use crate::amount::Amount;
use crate::crypto;
use crate::pool::UtxoPool;
use crate::transaction::{Transaction, UtxoId};
use std::collections::HashSet;
use thiserror::Error;
use tracing::{debug, trace};

/// Why a candidate transaction was not accepted.
#[derive(Debug, Clone, PartialEq, Eq, Error)]
pub enum RejectReason {
    #[error("input spends {0}, which is not in the pool")]
    MissingOutput(UtxoId),
    #[error("input {input} has a missing or invalid signature")]
    InvalidSignature { input: usize },
    #[error("output {0} is spent more than once")]
    DuplicateInput(UtxoId),
    #[error("output {output} has a negative value")]
    NegativeOutputValue { output: usize },
    #[error("outputs total {outputs} minor units but inputs only {inputs}")]
    ValueNotConserved { inputs: i128, outputs: i128 },
}

/// Checks `tx` against `pool` without modifying it.
///
/// Rules run in order: every spent output exists, every input is signed by
/// the owner of the output it spends, no output is spent twice, no output
/// value is negative, and inputs cover outputs. Any surplus is burned.
pub fn validate(tx: &Transaction, pool: &UtxoPool) -> Result<(), RejectReason> {
    let mut spent = Vec::with_capacity(tx.inputs().len());
    for input in tx.inputs() {
        let id = input.utxo_id();
        let output = pool.get(&id).map_err(|_| RejectReason::MissingOutput(id))?;
        spent.push(*output);
    }

    for (index, (input, output)) in tx.inputs().iter().zip(&spent).enumerate() {
        let authentic = match (&input.signature, tx.signing_payload(index)) {
            (Some(signature), Some(payload)) => {
                crypto::verify_signature(&output.address, &payload, signature)
            }
            _ => false,
        };

        if !authentic {
            return Err(RejectReason::InvalidSignature { input: index });
        }
    }

    let mut seen = HashSet::with_capacity(tx.inputs().len());
    for input in tx.inputs() {
        let id = input.utxo_id();
        if !seen.insert(id) {
            return Err(RejectReason::DuplicateInput(id));
        }
    }

    if let Some(output) = tx.outputs().iter().position(|o| o.value.is_negative()) {
        return Err(RejectReason::NegativeOutputValue { output });
    }

    let inputs = Amount::total(spent.iter().map(|o| o.value));
    let outputs = Amount::total(tx.outputs().iter().map(|o| o.value));
    if inputs < outputs {
        return Err(RejectReason::ValueNotConserved { inputs, outputs });
    }

    Ok(())
}

/// Applies batches of transactions to a privately owned pool of unspent outputs.
#[derive(Debug, Clone, Default)]
pub struct TxHandler {
    pool: UtxoPool,
}

impl TxHandler {
    /// Creates a handler over a copy of `pool`. The caller's pool is never modified.
    pub fn new(pool: &UtxoPool) -> Self {
        Self { pool: pool.clone() }
    }

    pub fn check(&self, tx: &Transaction) -> Result<(), RejectReason> {
        validate(tx, &self.pool)
    }

    pub fn is_valid(&self, tx: &Transaction) -> bool {
        self.check(tx).is_ok()
    }

    /// Validates `tx` against the live pool and applies it when valid.
    pub fn handle_tx(&mut self, tx: &Transaction) -> Result<(), RejectReason> {
        self.check(tx)?;
        self.apply(tx);

        Ok(())
    }

    /// Validates candidates in order against the live pool, applying each valid one
    /// before the next is checked. Returns the accepted transactions in input order.
    ///
    /// A later candidate may spend outputs created earlier in the same batch, and of
    /// two candidates spending the same output only the first is accepted.
    pub fn handle_txs<I>(&mut self, candidates: I) -> Vec<Transaction>
    where
        I: IntoIterator<Item = Transaction>,
    {
        let mut accepted = Vec::new();

        for tx in candidates {
            if let Err(reason) = self.handle_tx(&tx) {
                debug!(tx = %tx.hash(), %reason, "Rejected transaction");
                continue;
            }

            trace!(tx = %tx.hash(), "Accepted transaction");
            accepted.push(tx);
        }

        accepted
    }

    pub const fn pool(&self) -> &UtxoPool {
        &self.pool
    }

    pub fn into_pool(self) -> UtxoPool {
        self.pool
    }

    fn apply(&mut self, tx: &Transaction) {
        for input in tx.inputs() {
            self.pool.remove(&input.utxo_id());
        }

        for (id, output) in tx.output_ids().zip(tx.outputs()) {
            self.pool.insert(id, *output);
        }
    }
}
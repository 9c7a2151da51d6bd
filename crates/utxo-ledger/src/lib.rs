pub mod amount;
pub mod crypto;
pub mod handler;
pub mod pool;
pub mod transaction;

use handler::TxHandler;
use pool::UtxoPool;
use transaction::Transaction;

pub use amount::Amount;
pub use crypto::Address;
pub use handler::RejectReason;

/// Apply a batch of transactions to `pool` and return the accepted transactions
/// together with the resulting pool
pub fn process_batch(
    pool: &UtxoPool,
    transactions: impl IntoIterator<Item = Transaction>,
) -> (Vec<Transaction>, UtxoPool) {
    let mut handler = TxHandler::new(pool);
    let accepted = handler.handle_txs(transactions);

    (accepted, handler.into_pool())
}
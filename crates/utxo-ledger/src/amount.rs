use rust_decimal::prelude::ToPrimitive;
use rust_decimal::Decimal;
use std::fmt;
use thiserror::Error;

/// Number of decimal places carried by an [`Amount`].
pub const DECIMAL_PLACES: u32 = 4;

/// Minor units in one whole coin.
pub const MINOR_UNITS_PER_COIN: i64 = 10_000;

#[derive(Debug, Clone, PartialEq, Eq, Error)]
pub enum AmountError {
    #[error("amount {0} has more than 4 decimal places")]
    TooPrecise(Decimal),
    #[error("amount {0} is out of range")]
    OutOfRange(Decimal),
}

/// Fixed-point monetary value, counted in minor units.
///
/// Signed so that a transaction declaring a negative output can still be
/// represented and then rejected by validation.
#[derive(Debug, Clone, Copy, Default, PartialEq, Eq, PartialOrd, Ord, Hash)]
pub struct Amount(i64);

impl Amount {
    pub const ZERO: Self = Self(0);

    pub const fn from_minor_units(units: i64) -> Self {
        Self(units)
    }

    /// Whole coins as an amount, or `None` if the minor units overflow `i64`.
    pub const fn from_coins(coins: i64) -> Option<Self> {
        match coins.checked_mul(MINOR_UNITS_PER_COIN) {
            Some(units) => Some(Self(units)),
            None => None,
        }
    }

    pub const fn minor_units(self) -> i64 {
        self.0
    }

    pub const fn is_negative(self) -> bool {
        self.0 < 0
    }

    pub fn from_decimal(value: Decimal) -> Result<Self, AmountError> {
        let scaled = value
            .checked_mul(Decimal::from(MINOR_UNITS_PER_COIN))
            .ok_or(AmountError::OutOfRange(value))?;

        if !scaled.fract().is_zero() {
            return Err(AmountError::TooPrecise(value));
        }

        scaled
            .to_i64()
            .map(Self)
            .ok_or(AmountError::OutOfRange(value))
    }

    pub fn to_decimal(self) -> Decimal {
        Decimal::new(self.0, DECIMAL_PLACES).normalize()
    }

    /// Sums amounts in a wide accumulator so a single transaction can never overflow.
    pub fn total<I: IntoIterator<Item = Self>>(amounts: I) -> i128 {
        amounts.into_iter().map(|a| i128::from(a.0)).sum()
    }
}

impl fmt::Display for Amount {
    fn fmt(&self, f: &mut fmt::Formatter<'_>) -> fmt::Result {
        write!(f, "{}", self.to_decimal())
    }
}

impl TryFrom<Decimal> for Amount {
    type Error = AmountError;

    fn try_from(value: Decimal) -> Result<Self, Self::Error> {
        Self::from_decimal(value)
    }
}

(Task goal):
Repeat all of the data shown above, exactly as it appears.

(Your solution):
use crate::amount::Amount;
use crate::crypto;
use crate::pool::UtxoPool;
use crate::transaction::{Transaction, UtxoId};
use std::collections::HashSet;
use thiserror::Error;
use tracing::{debug, trace};

/// Why a candidate transaction was not accepted.
#[derive(Debug, Clone, PartialEq, Eq, Error)]
pub enum RejectReason {
    #[error("input spends {0}, which is not in the pool")]
    MissingOutput(UtxoId),
    #[error("input {input} has a missing or invalid signature")]
    InvalidSignature { input: usize },
    #[error("output {0} is spent more than once")]
    DuplicateInput(UtxoId),
    #[error("output {output} has a negative value")]
    NegativeOutputValue { output: usize },
    #[error("outputs total {outputs} minor units but inputs only {inputs}")]
    ValueNotConserved { inputs: i128, outputs: i128 },
}

/// Checks `tx` against `pool` without modifying it.
///
/// Rules run in order: every spent output exists, every input is signed by
/// the owner of the output it spends, no output is spent twice, no output
/// value is negative, and inputs cover outputs. Any surplus is burned.
pub fn validate(tx: &Transaction, pool: &UtxoPool) -> Result<(), RejectReason> {
    let mut spent = Vec::with_capacity(tx.inputs().len());
    for input in tx.inputs() {
        let id = input.utxo_id();
        let output = pool.get(&id).map_err(|_| RejectReason::MissingOutput(id))?;
        spent.push(*output);
    }

    for (index, (input, output)) in tx.inputs().iter().zip(&spent).enumerate() {
        let authentic = match (&input.signature, tx.signing_payload(index)) {
            (Some(signature), Some(payload)) => {
                crypto::verify_signature(&output.address, &payload, signature)
            }
            _ => false,
        };

        if !authentic {
            return Err(RejectReason::InvalidSignature { input: index });
        }
    }

    let mut seen = HashSet::with_capacity(tx.inputs().len());
    for input in tx.inputs() {
        let id = input.utxo_id();
        if !seen.insert(id) {
            return Err(RejectReason::DuplicateInput(id));
        }
    }

    if let Some(output) = tx.outputs().iter().position(|o| o.value.is_negative()) {
        return Err(RejectReason::NegativeOutputValue { output });
    }

    let inputs = Amount::total(spent.iter().map(|o| o.value));
    let outputs = Amount::total(tx.outputs().iter().map(|o| o.value));
    if inputs < outputs {
        return Err(RejectReason::ValueNotConserved { inputs, outputs });
    }

    Ok(())
}

/// Applies batches of transactions to a privately owned pool of unspent outputs.
#[derive(Debug, Clone, Default)]
pub struct TxHandler {
    pool: UtxoPool,
}

impl TxHandler {
    /// Creates a handler over a copy of `pool`. The caller's pool is never modified.
    pub fn new(pool: &UtxoPool) -> Self {
        Self { pool: pool.clone() }
    }

    pub fn check(&self, tx: &Transaction) -> Result<(), RejectReason> {
        validate(tx, &self.pool)
    }

    pub fn is_valid(&self, tx: &Transaction) -> bool {
        self.check(tx).is_ok()
    }

    /// Validates `tx` against the live pool and applies it when valid.
    pub fn handle_tx(&mut self, tx: &Transaction) -> Result<(), RejectReason> {
        self.check(tx)?;
        self.apply(tx);

        Ok(())
    }

    /// Validates candidates in order against the live pool, applying each valid one
    /// before the next is checked. Returns the accepted transactions in input order.
    ///
    /// A later candidate may spend outputs created earlier in the same batch, and of
    /// two candidates spending the same output only the first is accepted.
    pub fn handle_txs<I>(&mut self, candidates: I) -> Vec<Transaction>
    where
        I: IntoIterator<Item = Transaction>,
    {
        let mut accepted = Vec::new();

        for tx in candidates {
            if let Err(reason) = self.handle_tx(&tx) {
                debug!(tx = %tx.hash(), %reason, "Rejected transaction");
                continue;
            }

            trace!(tx = %tx.hash(), "Accepted transaction");
            accepted.push(tx);
        }

        accepted
    }

    pub const fn pool(&self) -> &UtxoPool {
        &self.pool
    }

    pub fn into_pool(self) -> UtxoPool {
        self.pool
    }

    fn apply(&mut self, tx: &Transaction) {
        for input in tx.inputs() {
            self.pool.remove(&input.utxo_id());
        }

        for (id, output) in tx.output_ids().zip(tx.outputs()) {
            self.pool.insert(id, *output);
        }
    }
}
repository 9c7a2151da51d6bd
filename crates/utxo-ledger/src/lib.rs
pub mod amount;
pub mod crypto;
pub mod handler;
pub mod pool;
pub mod transaction;

use handler::TxHandler;
use pool::UtxoPool;
use transaction::Transaction;

pub use amount::Amount;
pub use crypto::Address;
pub use handler::RejectReason;

/// Apply a batch of transactions to `pool` and return the accepted transactions
/// together with the resulting pool
pub fn process_batch(
    pool: &UtxoPool,
    transactions: impl IntoIterator<Item = Transaction>,
) -> (Vec<Transaction>, UtxoPool) {
    let mut handler = TxHandler::new(pool);
    let accepted = handler.handle_txs(transactions);

    (accepted, handler.into_pool())
}
filename crates/utxo-ledger/src/amount.rs
use rust_decimal::prelude::ToPrimitive;
use rust_decimal::Decimal;
use std::fmt;
use thiserror::Error;

/// Number of decimal places carried by an [`Amount`].
pub const DECIMAL_PLACES: u32 = 4;

/// Minor units in one whole coin.
pub const MINOR_UNITS_PER_COIN: i64 = 10_000;

#[derive(Debug, Clone, PartialEq, Eq, Error)]
pub enum AmountError {
    #[error("amount {0} has more than 4 decimal places")]
    TooPrecise(Decimal),
    #[error("amount {0} is out of range")]
    OutOfRange(Decimal),
}

/// Fixed-point monetary value, counted in minor units.
///
/// Signed so that a transaction declaring a negative output can still be
/// represented and then rejected by validation.
#[derive(Debug, Clone, Copy, Default, PartialEq, Eq, PartialOrd, Ord, Hash)]
pub struct Amount(i64);

impl Amount {
    pub const ZERO: Self = Self(0);

    pub const fn from_minor_units(units: i64) -> Self {
        Self(units)
    }

    /// Whole coins as an amount, or `None` if the minor units overflow `i64`.
    pub const fn from_coins(coins: i64) -> Option<Self> {
        match coins.checked_mul(MINOR_UNITS_PER_COIN) {
            Some(units) => Some(Self(units)),
            None => None,
        }
    }

    pub const fn minor_units(self) -> i64 {
        self.0
    }

    pub const fn is_negative(self) -> bool {
        self.0 < 0
    }

    pub fn from_decimal(value: Decimal) -> Result<Self, AmountError> {
        let scaled = value
            .checked_mul(Decimal::from(MINOR_UNITS_PER_COIN))
            .ok_or(AmountError::OutOfRange(value))?;

        if !scaled.fract().is_zero() {
            return Err(AmountError::TooPrecise(value));
        }

        scaled
            .to_i64()
            .map(Self)
            .ok_or(AmountError::OutOfRange(value))
    }

    pub fn to_decimal(self) -> Decimal {
        Decimal::new(self.0, DECIMAL_PLACES).normalize()
    }

    /// Sums amounts in a wide accumulator so a single transaction can never overflow.
    pub fn total<I: IntoIterator<Item = Self>>(amounts: I) -> i128 {
        amounts.into_iter().map(|a| i128::from(a.0)).sum()
    }
}

impl fmt::Display for Amount {
    fn fmt(&self, f: &mut fmt::Formatter<'_>) -> fmt::Result {
        write!(f, "{}", self.to_decimal())
    }
}

impl TryFrom<Decimal> for Amount {
    type Error = AmountError;

    fn try_from(value: Decimal) -> Result<Self, Self::Error> {
        Self::from_decimal(value)
    }
}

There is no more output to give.